• [What you have to do] Track down each line below containing the string "consumes" and copy it.

****************

//! Rewrite rules over query trees and the log a fixpoint run keeps.

use common_display::indent;
use common_error::QuarryResult;
use quarry_ast::Ast;

/// A rewrite over a whole query tree.
///
/// A rule keeps the rows a query yields, their order where the query is
/// ordered, and its grouping boundaries. Applying it to the same tree twice
/// gives the same answer; the driver relies on that to detect a fixpoint.
pub trait OptimizationRule: Send + Sync {
    fn name(&self) -> &'static str;

    /// One line for `explain`-style listings.
    fn description(&self) -> &'static str;

    fn apply(&self, ast: Ast) -> QuarryResult<Transformed>;
}

/// A tree coming out of a rule, tagged with whether the rule fired.
#[derive(Debug, Clone)]
pub struct Transformed {
    pub ast: Ast,
    pub changed: bool,
}

impl Transformed {
    pub fn yes(ast: Ast) -> Self {
        Self { ast, changed: true }
    }

    pub fn no(ast: Ast) -> Self {
        Self {
            ast,
            changed: false,
        }
    }
}

/// One rewrite that fired, with the tree explained on both sides.
#[derive(Debug, Clone, PartialEq, Eq)]
pub struct RuleTrace {
    pub rule: &'static str,
    pub before: String,
    pub after: String,
}

/// A tree after normalization, with counters and the rewrites that fired.
///
/// `trace` stays empty unless tracing is enabled in the config.
#[derive(Debug, Clone)]
pub struct OptimizedAst {
    pub ast: Ast,
    /// Rounds for the optimizer, normalization cycles for the normalizer.
    pub iterations: usize,
    pub rules_applied: usize,
    pub trace: Vec<RuleTrace>,
}

impl OptimizedAst {
    pub fn new(ast: Ast) -> Self {
        Self {
            ast,
            iterations: 0,
            rules_applied: 0,
            trace: Vec::new(),
        }
    }

    /// Count one fired rewrite of `rule` and keep its before/after trees
    /// when `before` was captured.
    pub(crate) fn record(&mut self, rule: &'static str, before: Option<String>) {
        self.rules_applied += 1;
        if let Some(before) = before {
            self.trace.push(RuleTrace {
                rule,
                before,
                after: self.ast.explain(),
            });
        }
    }

    /// Render the rewrites that fired, each tree indented under its label.
    pub fn format_trace(&self) -> String {
        let mut output = format!(
            "{} rewrites over {} iterations\n",
            self.rules_applied, self.iterations
        );
        if self.trace.is_empty() {
            output.push_str("  (tracing disabled or nothing fired)\n");
            return output;
        }
        for (i, entry) in self.trace.iter().enumerate() {
            output.push_str(&format!("\n#{} {}\n", i + 1, entry.rule));
            output.push_str("before:\n");
            output.push_str(&indent(&entry.before, "  "));
            output.push_str("\nafter:\n");
            output.push_str(&indent(&entry.after, "  "));
            output.push('\n');
        }
        output
    }
}
//! Query tree model for Quarry.
//!
//! `quarry-ast` holds the closed query tree shared by every normalization
//! pass, plus the primitives those passes are built from:
//!
//! - **Identifiers**: [`Ident`] and its hygiene key [`IdentName`]; temporary
//!   identifiers from earlier rewrite phases
//! - **Naming state**: [`NamingState`], the persistent set of names in use,
//!   and its fresh-name allocation
//! - **Substitution**: capture-avoiding, simultaneous [`Substitution`]
//! - **Traversal**: [`StatefulTransformer`] and [`walk`] for passes that
//!   thread state across siblings
//! - **Validation**: hygiene checks over root-to-leaf paths
//!
//! # Example
//!
//! ```rust
//! use quarry_ast::{Ast, Ident};
//!
//! // query[Person].map(p => p.name).map(n => n + "!")
//! let q = Ast::map(
//!     Ast::map(Ast::entity("Person"), "p", Ast::ident("p").prop("name")),
//!     "n",
//!     Ast::ident("n").concat(Ast::constant("!")),
//! );
//! assert_eq!(q.query_count(), 3);
//!
//! let body = Ast::ident("n").concat(Ast::constant("!"));
//! let fused = body.substitute(&Ident::new("n"), Ast::ident("p").prop("name"));
//! assert_eq!(fused.to_string(), "p.name + \"!\"");
//! ```

pub mod ast;
mod free_vars;
mod ident;
mod naming;
mod proptest_utils;
mod subst;
mod transform;
pub mod validation;

pub use ast::{
    AggregationOperator, Ast, BinaryOperator, Constant, JoinType, Ordering, UnaryOperator,
};
pub use ident::{Ident, IdentKind, IdentName, Quat, PERMANENT_BASE};
pub use naming::NamingState;
pub use subst::Substitution;
pub use transform::{walk, StatefulTransformer};
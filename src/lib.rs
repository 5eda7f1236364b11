//! Quarry - name hygiene and projection fusion for monadic query trees
//!
//! Quarry normalizes query trees before code generation: it renames bound
//! variables so that no root-to-leaf path binds a name twice, and fuses
//! intermediate projections into the combinators that consume them.

#![forbid(unsafe_code)]
#![allow(clippy::module_name_repetitions)]

// Re-export member crates
pub use common_config as config;
pub use common_error as error;
pub use quarry_ast as ast;
pub use quarry_optimizer as optimizer;

/// Quarry version
pub const VERSION: &str = env!("CARGO_PKG_VERSION");
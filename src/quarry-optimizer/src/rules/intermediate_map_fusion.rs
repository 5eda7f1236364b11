//! Intermediate map fusion.
//!
//! Removes projections that only feed another combinator. Given a source
//! `query[a].map(b => c)`:
//!
//! ```text
//! Map(a, b, b)                  => a
//! Map(Map(a, b, c), d, e)       => Map(a, b, e[d := c])
//! FlatMap(Map(a, b, c), d, e)   => FlatMap(a, b, e[d := c])
//! Filter(Map(a, b, c), d, e)    => Map(Filter(a, b, e[d := c]), b, c)
//! SortBy(Map(a, b, c), d, e, o) => Map(SortBy(a, b, e[d := c], o), b, c)
//! ```
//!
//! A map over a `GroupBy` is never fused into: it reshapes the grouped
//! key/values pairs that later combinators rely on.

use std::fmt;

use common_error::QuarryResult;
use log::trace;
use quarry_ast::{Ast, Ident};

use super::rule::{OptimizationRule, Transformed};

/// Which fusion fired.
#[derive(Debug, Clone, Copy, PartialEq, Eq)]
enum Fusion {
    Identity,
    MapMap,
    MapFlatMap,
    MapFilter,
    MapSortBy,
}

impl fmt::Display for Fusion {
    fn fmt(&self, f: &mut fmt::Formatter<'_>) -> fmt::Result {
        let name = match self {
            Self::Identity => "identity map",
            Self::MapMap => "map-map",
            Self::MapFlatMap => "map-flatMap",
            Self::MapFilter => "map-filter",
            Self::MapSortBy => "map-sortBy",
        };
        write!(f, "{name}")
    }
}

/// Try one fusion step at the root of `ast`.
///
/// Returns `None` when no rule matches. Does not look below the root.
pub fn simplify(ast: &Ast) -> Option<Ast> {
    fuse_once(ast).map(|(_, fused)| fused)
}

/// `query` is a `Map` reading directly from a `GroupBy`.
fn is_map_over_group_by(query: &Ast) -> bool {
    matches!(query, Ast::Map { query, .. } if matches!(query.as_ref(), Ast::GroupBy { .. }))
}

/// The parts of `query` when it is a `Map`.
fn as_map(query: &Ast) -> Option<(&Ast, &Ident, &Ast)> {
    match query {
        Ast::Map { query, alias, body } => Some((query.as_ref(), alias, body.as_ref())),
        _ => None,
    }
}

/// `e[d := c]`.
fn inline(e: &Ast, d: &Ident, c: &Ast) -> Box<Ast> {
    Box::new(e.clone().substitute(d, c.clone()))
}

#[allow(clippy::too_many_lines)]
fn fuse_once(ast: &Ast) -> Option<(Fusion, Ast)> {
    match ast {
        Ast::Map { query, alias, body } => {
            if is_map_over_group_by(query) {
                return None;
            }
            if matches!(body.as_ref(), Ast::Ident(ident) if ident == alias) {
                return Some((Fusion::Identity, query.as_ref().clone()));
            }
            let (a, b, c) = as_map(query)?;
            Some((
                Fusion::MapMap,
                Ast::Map {
                    query: Box::new(a.clone()),
                    alias: b.clone(),
                    body: inline(body, alias, c),
                },
            ))
        }
        Ast::FlatMap { query, alias, body } => {
            if is_map_over_group_by(query) {
                return None;
            }
            let (a, b, c) = as_map(query)?;
            Some((
                Fusion::MapFlatMap,
                Ast::FlatMap {
                    query: Box::new(a.clone()),
                    alias: b.clone(),
                    body: inline(body, alias, c),
                },
            ))
        }
        Ast::Filter { query, alias, body } => {
            if is_map_over_group_by(query) {
                return None;
            }
            let (a, b, c) = as_map(query)?;
            let filter = Ast::Filter {
                query: Box::new(a.clone()),
                alias: b.clone(),
                body: inline(body, alias, c),
            };
            Some((Fusion::MapFilter, Ast::map(filter, b.clone(), c.clone())))
        }
        Ast::SortBy {
            query,
            alias,
            criteria,
            ordering,
        } => {
            if is_map_over_group_by(query) {
                return None;
            }
            let (a, b, c) = as_map(query)?;
            let sort = Ast::SortBy {
                query: Box::new(a.clone()),
                alias: b.clone(),
                criteria: inline(criteria, alias, c),
                ordering: ordering.clone(),
            };
            Some((Fusion::MapSortBy, Ast::map(sort, b.clone(), c.clone())))
        }
        Ast::Entity { .. }
        | Ast::Infix { .. }
        | Ast::ConcatMap { .. }
        | Ast::GroupBy { .. }
        | Ast::DistinctOn { .. }
        | Ast::Join { .. }
        | Ast::FlatJoin { .. }
        | Ast::Nested(_)
        | Ast::Distinct(_)
        | Ast::Take { .. }
        | Ast::Drop { .. }
        | Ast::Aggregation { .. }
        | Ast::Union { .. }
        | Ast::UnionAll { .. }
        | Ast::Function { .. }
        | Ast::Foreach { .. }
        | Ast::Ident(_)
        | Ast::Property { .. }
        | Ast::BinaryOperation { .. }
        | Ast::UnaryOperation { .. }
        | Ast::Constant(_)
        | Ast::NullValue
        | Ast::Tuple(_)
        | Ast::CaseClass { .. }
        | Ast::FunctionApply { .. }
        | Ast::If { .. } => None,
    }
}

/// Fuse intermediate maps everywhere in the tree.
///
/// Children are fused before their parent, and each node is rewritten
/// until no fusion matches it any more.
pub struct IntermediateMapFusion;

impl OptimizationRule for IntermediateMapFusion {
    fn name(&self) -> &'static str {
        "IntermediateMapFusion"
    }

    fn description(&self) -> &'static str {
        "Fuse projections into the combinator that consumes them"
    }

    fn apply(&self, ast: Ast) -> QuarryResult<Transformed> {
        let mut changed = false;
        let ast = ast.transform_up(|mut node| {
            while let Some((fusion, fused)) = fuse_once(&node) {
                trace!("fused {fusion}: {node} => {fused}");
                changed = true;
                node = fused;
            }
            node
        });

        if changed {
            Ok(Transformed::yes(ast))
        } else {
            Ok(Transformed::no(ast))
        }
    }
}
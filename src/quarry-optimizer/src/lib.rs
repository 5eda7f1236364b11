//! Query normalization for Quarry.
//!
//! Two passes cooperate here:
//!
//! - **Intermediate map fusion** ([`simplify`], [`IntermediateMapFusion`])
//!   merges projections into the combinator that consumes them
//! - **Alias conflict resolution** ([`AliasResolver`], [`resolve_hygiene`])
//!   renames binders so that no root-to-leaf path binds a name twice
//!
//! [`Normalizer`] alternates them until the tree is stable, then finalizes
//! temporary identifiers.
//!
//! # Example
//!
//! ```rust
//! use quarry_ast::Ast;
//! use quarry_optimizer::Normalizer;
//!
//! // query[Person].map(p => p.name).filter(n => n == "Bob")
//! let q = Ast::filter(
//!     Ast::map(Ast::entity("Person"), "p", Ast::ident("p").prop("name")),
//!     "n",
//!     Ast::ident("n").equal(Ast::constant("Bob")),
//! );
//! let normalized = Normalizer::default().normalize(q).unwrap();
//! assert_eq!(
//!     normalized.to_string(),
//!     "query[Person].filter(p => p.name == \"Bob\").map(p1 => p1.name)"
//! );
//! ```

mod hygiene;
mod normalizer;
mod rules;

pub use hygiene::{
    resolve_hygiene, sanitize_foreach, sanitize_function, sanitize_query, AliasResolver,
};
pub use normalizer::Normalizer;
pub use rules::{
    simplify, IntermediateMapFusion, OptimizationRule, OptimizedAst, Optimizer, RuleTrace,
    Transformed,
};

use common_error::QuarryResult;
use quarry_ast::Ast;

/// Normalize a tree with the default configuration.
pub fn normalize(ast: Ast) -> QuarryResult<Ast> {
    Normalizer::default().normalize(ast)
}
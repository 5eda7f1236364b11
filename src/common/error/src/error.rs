//! Core error types for Quarry.

use thiserror::Error;

/// Result type alias using `QuarryError`.
pub type QuarryResult<T> = std::result::Result<T, QuarryError>;

/// Core error type for Quarry operations.
#[derive(Debug, Error)]
#[non_exhaustive]
pub enum QuarryError {
    /// A binder name repeats along a single root-to-leaf path.
    #[error("HygieneViolation: {0}")]
    HygieneViolation(String),

    /// Invalid parameter provided (wrong node shape, bad config value).
    #[error("InvalidParameter: {0}")]
    InvalidParameter(String),

    /// Internal error (bug in Quarry).
    #[error("InternalError: {0}")]
    InternalError(String),

    /// JSON serialization error.
    #[error("SerdeJsonError: {0}")]
    SerdeJsonError(#[from] serde_json::Error),
}

impl QuarryError {
    /// Create a new `HygieneViolation`.
    pub fn hygiene<S: Into<String>>(msg: S) -> Self {
        Self::HygieneViolation(msg.into())
    }

    /// Create a new `InvalidParameter` error.
    pub fn invalid_parameter<S: Into<String>>(msg: S) -> Self {
        Self::InvalidParameter(msg.into())
    }

    /// Create a new `InternalError`.
    pub fn internal<S: Into<String>>(msg: S) -> Self {
        Self::InternalError(msg.into())
    }

    /// Whether this error signals a bug rather than bad input.
    pub fn is_internal(&self) -> bool {
        matches!(self, Self::InternalError(_) | Self::HygieneViolation(_))
    }
}

/// Ensure a condition holds, returning an `InternalError` if not.
#[macro_export]
macro_rules! ensure {
    ($cond:expr, $variant:ident: $($msg:tt)*) => {
        if !$cond {
            return Err($crate::QuarryError::$variant(format!($($msg)*)));
        }
    };
    ($cond:expr, $msg:expr) => {
        if !$cond {
            return Err($crate::QuarryError::InternalError($msg.to_string()));
        }
    };
}

/// Return early with an `InvalidParameter` error.
#[macro_export]
macro_rules! invalid_param_err {
    ($($arg:tt)*) => {
        return Err($crate::QuarryError::InvalidParameter(format!($($arg)*)))
    };
}

#[cfg(test)]
mod tests {
    use super::*;

    fn check_positive(n: i64) -> QuarryResult<i64> {
        ensure!(n > 0, InvalidParameter: "expected positive, got {}", n);
        Ok(n)
    }

    #[test]
    fn test_error_display() {
        let err = QuarryError::hygiene("binder `a` repeats on path Map > Filter");
        assert_eq!(
            err.to_string(),
            "HygieneViolation: binder `a` repeats on path Map > Filter"
        );
    }

    #[test]
    fn test_error_constructors() {
        assert!(QuarryError::internal("unexpected shape").is_internal());
        assert!(QuarryError::hygiene("dup").is_internal());
        assert!(!QuarryError::invalid_parameter("max_iterations").is_internal());
    }

    #[test]
    fn test_ensure_macro() {
        assert_eq!(check_positive(3).unwrap(), 3);
        let err = check_positive(0).unwrap_err();
        assert!(matches!(err, QuarryError::InvalidParameter(_)));
        assert_eq!(err.to_string(), "InvalidParameter: expected positive, got 0");
    }

    #[test]
    fn test_from_serde_json() {
        let parse: Result<serde_json::Value, _> = serde_json::from_str("{not json");
        let err: QuarryError = parse.unwrap_err().into();
        assert!(matches!(err, QuarryError::SerdeJsonError(_)));
    }
}
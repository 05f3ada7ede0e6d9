//! Source identifier parsing.
//!
//! Device-monitor logs are named `<prefix>-YYMMDD-HHMMSS.<ext>`. The date
//! token is the only calendar information the log carries; every record in
//! the file is stamped with it.

use crate::constants::{SOURCE_DATE_FORMAT, SOURCE_STAMP_DELIMITER, SOURCE_TIME_FORMAT};
use crate::error::{Result, SensorLogError};
use crate::models::SourceStamp;
use chrono::{NaiveDate, NaiveTime};
use std::path::Path;
use tracing::debug;

/// Extract the date and capture time from a log filename
pub fn parse_source_stamp(path: &Path) -> Result<SourceStamp> {
    let stem = path
        .file_stem()
        .and_then(|s| s.to_str())
        .ok_or_else(|| SensorLogError::InvalidSourceName {
            path: path.to_path_buf(),
            reason: "File name is missing or not valid UTF-8".to_string(),
        })?;

    let mut tokens = stem.rsplitn(3, SOURCE_STAMP_DELIMITER);
    let time_token = tokens.next().unwrap_or_default();
    let date_token = tokens.next().ok_or_else(|| SensorLogError::InvalidSourceName {
        path: path.to_path_buf(),
        reason: format!("Expected a '-YYMMDD-HHMMSS' suffix in '{}'", stem),
    })?;

    for (token, what) in [(date_token, "date"), (time_token, "time")] {
        if token.len() != 6 || !token.bytes().all(|b| b.is_ascii_digit()) {
            return Err(SensorLogError::InvalidSourceName {
                path: path.to_path_buf(),
                reason: format!("Expected a six-digit {} token, found '{}'", what, token),
            });
        }
    }

    let date = NaiveDate::parse_from_str(date_token, SOURCE_DATE_FORMAT).map_err(|source| {
        SensorLogError::InvalidSourceDate {
            path: path.to_path_buf(),
            value: date_token.to_string(),
            source,
        }
    })?;

    let capture_time =
        NaiveTime::parse_from_str(time_token, SOURCE_TIME_FORMAT).map_err(|source| {
            SensorLogError::InvalidSourceTime {
                path: path.to_path_buf(),
                value: time_token.to_string(),
                source,
            }
        })?;

    debug!(
        "Source stamp for {}: date={}, capture_time={}",
        path.display(),
        date,
        capture_time
    );

    Ok(SourceStamp { date, capture_time })
}

#[cfg(test)]
mod tests {
    use super::*;

    #[test]
    fn test_parse_device_monitor_name() {
        let stamp = parse_source_stamp(Path::new("../logs/device-monitor-251006-154357.log")).unwrap();
        assert_eq!(stamp.date, NaiveDate::from_ymd_opt(2025, 10, 6).unwrap());
        assert_eq!(stamp.capture_time, NaiveTime::from_hms_opt(15, 43, 57).unwrap());
    }

    #[test]
    fn test_parse_name_without_extension() {
        let stamp = parse_source_stamp(Path::new("monitor-240229-000000")).unwrap();
        assert_eq!(stamp.date, NaiveDate::from_ymd_opt(2024, 2, 29).unwrap());
    }

    #[test]
    fn test_missing_suffix_is_format_error() {
        let err = parse_source_stamp(Path::new("device.log")).unwrap_err();
        assert!(matches!(err, SensorLogError::InvalidSourceName { .. }));

        let err = parse_source_stamp(Path::new("device-monitor-2510-154357.log")).unwrap_err();
        assert!(matches!(err, SensorLogError::InvalidSourceName { .. }));
    }

    #[test]
    fn test_impossible_date_is_format_error() {
        let err = parse_source_stamp(Path::new("device-monitor-251306-154357.log")).unwrap_err();
        match err {
            SensorLogError::InvalidSourceDate { value, .. } => assert_eq!(value, "251306"),
            other => panic!("Expected InvalidSourceDate, got {other:?}"),
        }
    }

    #[test]
    fn test_impossible_capture_time_is_format_error() {
        let err = parse_source_stamp(Path::new("device-monitor-251006-256000.log")).unwrap_err();
        assert!(matches!(err, SensorLogError::InvalidSourceTime { .. }));
    }
}
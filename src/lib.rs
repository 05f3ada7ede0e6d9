//! Sensor Log Processor Library
//!
//! Converts the human-readable logs captured by a multi-sensor device
//! monitor into time-indexed tables, and calibrates the ultrasonic range
//! channel against environmental readings.
//!
//! This library provides tools for:
//! - Classifying log lines (separators, excluded channels, timestamps, readouts)
//! - Building one record per timestamp with last-write-wins field values
//! - Writing records as CSV or Parquet through polars
//! - Converting many logs concurrently
//! - Fitting speed-of-sound and distance models and compensating raw ranges

pub mod builder;
pub mod calibration;
pub mod classifier;
pub mod cli;
pub mod commands;
pub mod config;
pub mod constants;
pub mod error;
pub mod extractor;
pub mod fields;
pub mod models;
pub mod processor;
pub mod source;
pub mod table;
pub mod writer;

pub use config::{CalibrationConfig, ExtractorConfig, OutputFormat};
pub use error::{Result, SensorLogError};
pub use extractor::{Extraction, LogExtractor};
pub use models::{ExtractionStats, Field, FileReport, ProcessingStats, Record, SourceStamp};
pub use processor::BatchProcessor;
pub use writer::RecordWriter;
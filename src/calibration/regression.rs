//! Ordinary least squares without an implicit intercept.
//!
//! Callers that want a constant term add a column of ones to the design
//! matrix. The system is solved by SVD on column-scaled data.

use crate::error::{Result, SensorLogError};
use nalgebra::{DMatrix, DVector};
use tracing::debug;

/// Singular values below this fraction of the largest mean the design
/// matrix does not have full column rank
const SINGULARITY_TOLERANCE: f64 = 1e-10;

/// Coefficients and goodness of fit of a least-squares solve
#[derive(Debug, Clone, PartialEq)]
pub struct LeastSquaresFit {
    pub coefficients: Vec<f64>,
    pub fitted: Vec<f64>,
    pub r_squared: f64,
}

impl LeastSquaresFit {
    /// Target minus fitted value, per row
    pub fn residuals(&self, target: &[f64]) -> Vec<f64> {
        target
            .iter()
            .zip(&self.fitted)
            .map(|(y, y_hat)| y - y_hat)
            .collect()
    }
}

/// Fit `target ≈ design · β` in the least-squares sense
pub fn least_squares(design: &[Vec<f64>], target: &[f64]) -> Result<LeastSquaresFit> {
    let n_rows = design.len();
    let n_cols = design.first().map_or(0, Vec::len);

    if n_rows != target.len() {
        return Err(SensorLogError::Configuration {
            message: format!(
                "Design matrix has {} rows but target has {}",
                n_rows,
                target.len()
            ),
        });
    }
    if n_cols == 0 {
        return Err(SensorLogError::Configuration {
            message: "Design matrix has no columns".to_string(),
        });
    }
    if let Some(row) = design.iter().position(|r| r.len() != n_cols) {
        return Err(SensorLogError::Configuration {
            message: format!("Design matrix row {} has inconsistent width", row),
        });
    }
    if n_rows < n_cols {
        return Err(SensorLogError::InsufficientData {
            needed: n_cols,
            found: n_rows,
        });
    }

    // Scale every column to unit RMS so products of very different
    // magnitudes (ns against ns·°C) stay comparable.
    let scales: Vec<f64> = (0..n_cols)
        .map(|j| {
            let rms = (design.iter().map(|r| r[j] * r[j]).sum::<f64>() / n_rows as f64).sqrt();
            if rms > 0.0 { rms } else { 1.0 }
        })
        .collect();

    let scaled = DMatrix::from_fn(n_rows, n_cols, |i, j| design[i][j] / scales[j]);
    let svd = scaled.svd(true, true);

    // Rank check
    let largest = svd.singular_values.max();
    let smallest = svd.singular_values.min();
    if largest <= 0.0 || smallest <= SINGULARITY_TOLERANCE * largest {
        return Err(SensorLogError::SingularSystem {
            reason: format!(
                "Design columns are linearly dependent (singular values {:.3e}..{:.3e})",
                smallest, largest
            ),
        });
    }

    let rhs = DVector::from_column_slice(target);
    let solution = svd
        .solve(&rhs, SINGULARITY_TOLERANCE * largest)
        .map_err(|reason| SensorLogError::SingularSystem {
            reason: reason.to_string(),
        })?;

    let coefficients: Vec<f64> = solution.iter().zip(&scales).map(|(b, s)| b / s).collect();

    let fitted: Vec<f64> = design
        .iter()
        .map(|row| row.iter().zip(&coefficients).map(|(x, b)| x * b).sum())
        .collect();
    let r_squared = r_squared(target, &fitted);

    debug!(
        "Least squares over {} rows x {} columns: coefficients={:?}, r2={:.6}",
        n_rows, n_cols, coefficients, r_squared
    );

    Ok(LeastSquaresFit {
        coefficients,
        fitted,
        r_squared,
    })
}

/// Coefficient of determination around the target mean.
///
/// A constant target scores 1.0 when fitted exactly and 0.0 otherwise.
pub fn r_squared(target: &[f64], fitted: &[f64]) -> f64 {
    if target.is_empty() {
        return 0.0;
    }
    let mean = target.iter().sum::<f64>() / target.len() as f64;
    let ss_tot: f64 = target.iter().map(|y| (y - mean).powi(2)).sum();
    let ss_res: f64 = target
        .iter()
        .zip(fitted)
        .map(|(y, y_hat)| (y - y_hat).powi(2))
        .sum();

    if ss_tot == 0.0 {
        return if ss_res == 0.0 { 1.0 } else { 0.0 };
    }
    1.0 - ss_res / ss_tot
}

#[cfg(test)]
mod tests {
    use super::*;

    fn assert_close(actual: f64, expected: f64) {
        assert!(
            (actual - expected).abs() < 1e-8,
            "expected {expected}, got {actual}"
        );
    }

    #[test]
    fn test_exact_linear_relation() {
        let design: Vec<Vec<f64>> = (0..6).map(|i| vec![1.0, i as f64]).collect();
        let target: Vec<f64> = (0..6).map(|i| 2.0 + 3.0 * i as f64).collect();

        let fit = least_squares(&design, &target).unwrap();
        assert_close(fit.coefficients[0], 2.0);
        assert_close(fit.coefficients[1], 3.0);
        assert_close(fit.r_squared, 1.0);
        assert!(fit.residuals(&target).iter().all(|r| r.abs() < 1e-8));
    }

    #[test]
    fn test_no_intercept_fit() {
        let design = vec![vec![1.0], vec![2.0], vec![3.0]];
        let target = vec![1.0, 2.0, 2.0];
        // beta = sum(xy)/sum(x^2) = 11/14
        let fit = least_squares(&design, &target).unwrap();
        assert_close(fit.coefficients[0], 11.0 / 14.0);
    }

    #[test]
    fn test_badly_scaled_columns() {
        let design: Vec<Vec<f64>> = (1..20)
            .map(|i| {
                let tof = 1.0e6 + 1.0e4 * i as f64;
                let dt = (i % 7) as f64 - 3.0;
                vec![1.0, tof, dt * tof]
            })
            .collect();
        let target: Vec<f64> = design
            .iter()
            .map(|r| 5.0 + 1.7e-4 * r[1] + 3.0e-7 * r[2])
            .collect();

        let fit = least_squares(&design, &target).unwrap();
        assert!((fit.coefficients[0] - 5.0).abs() < 1e-4);
        assert!((fit.coefficients[1] - 1.7e-4).abs() < 1e-10);
        assert!((fit.coefficients[2] - 3.0e-7).abs() < 1e-12);
    }

    #[test]
    fn test_collinear_columns_are_singular() {
        let design: Vec<Vec<f64>> = (0..5).map(|i| vec![i as f64, 2.0 * i as f64]).collect();
        let target = vec![0.0, 1.0, 2.0, 3.0, 4.0];
        assert!(matches!(
            least_squares(&design, &target),
            Err(SensorLogError::SingularSystem { .. })
        ));
    }

    #[test]
    fn test_overdetermined_noisy_fit_minimises_residuals() {
        // y = 1 + 2x with alternating +/-0.5 noise; symmetric noise keeps the
        // exact coefficients
        let design: Vec<Vec<f64>> = (0..8).map(|i| vec![1.0, i as f64]).collect();
        let target: Vec<f64> = (0..8)
            .map(|i| {
                let noise = if i % 4 == 0 || i % 4 == 3 { 0.5 } else { -0.5 };
                1.0 + 2.0 * i as f64 + noise
            })
            .collect();

        let fit = least_squares(&design, &target).unwrap();
        assert_close(fit.coefficients[0], 1.0);
        assert_close(fit.coefficients[1], 2.0);
        assert!(fit.r_squared < 1.0 && fit.r_squared > 0.95);
    }

    #[test]
    fn test_underdetermined_system_is_rejected() {
        let design = vec![vec![1.0, 2.0, 3.0]];
        assert!(matches!(
            least_squares(&design, &[1.0]),
            Err(SensorLogError::InsufficientData {
                needed: 3,
                found: 1
            })
        ));
    }

    #[test]
    fn test_r_squared_of_constant_target() {
        assert_eq!(r_squared(&[2.0, 2.0], &[2.0, 2.0]), 1.0);
        assert_eq!(r_squared(&[2.0, 2.0], &[1.0, 3.0]), 0.0);
    }
}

****************

• [Task output]
        "Fuse projections into the combinator that consumes them"
//!   merges projections into the combinator that consumes them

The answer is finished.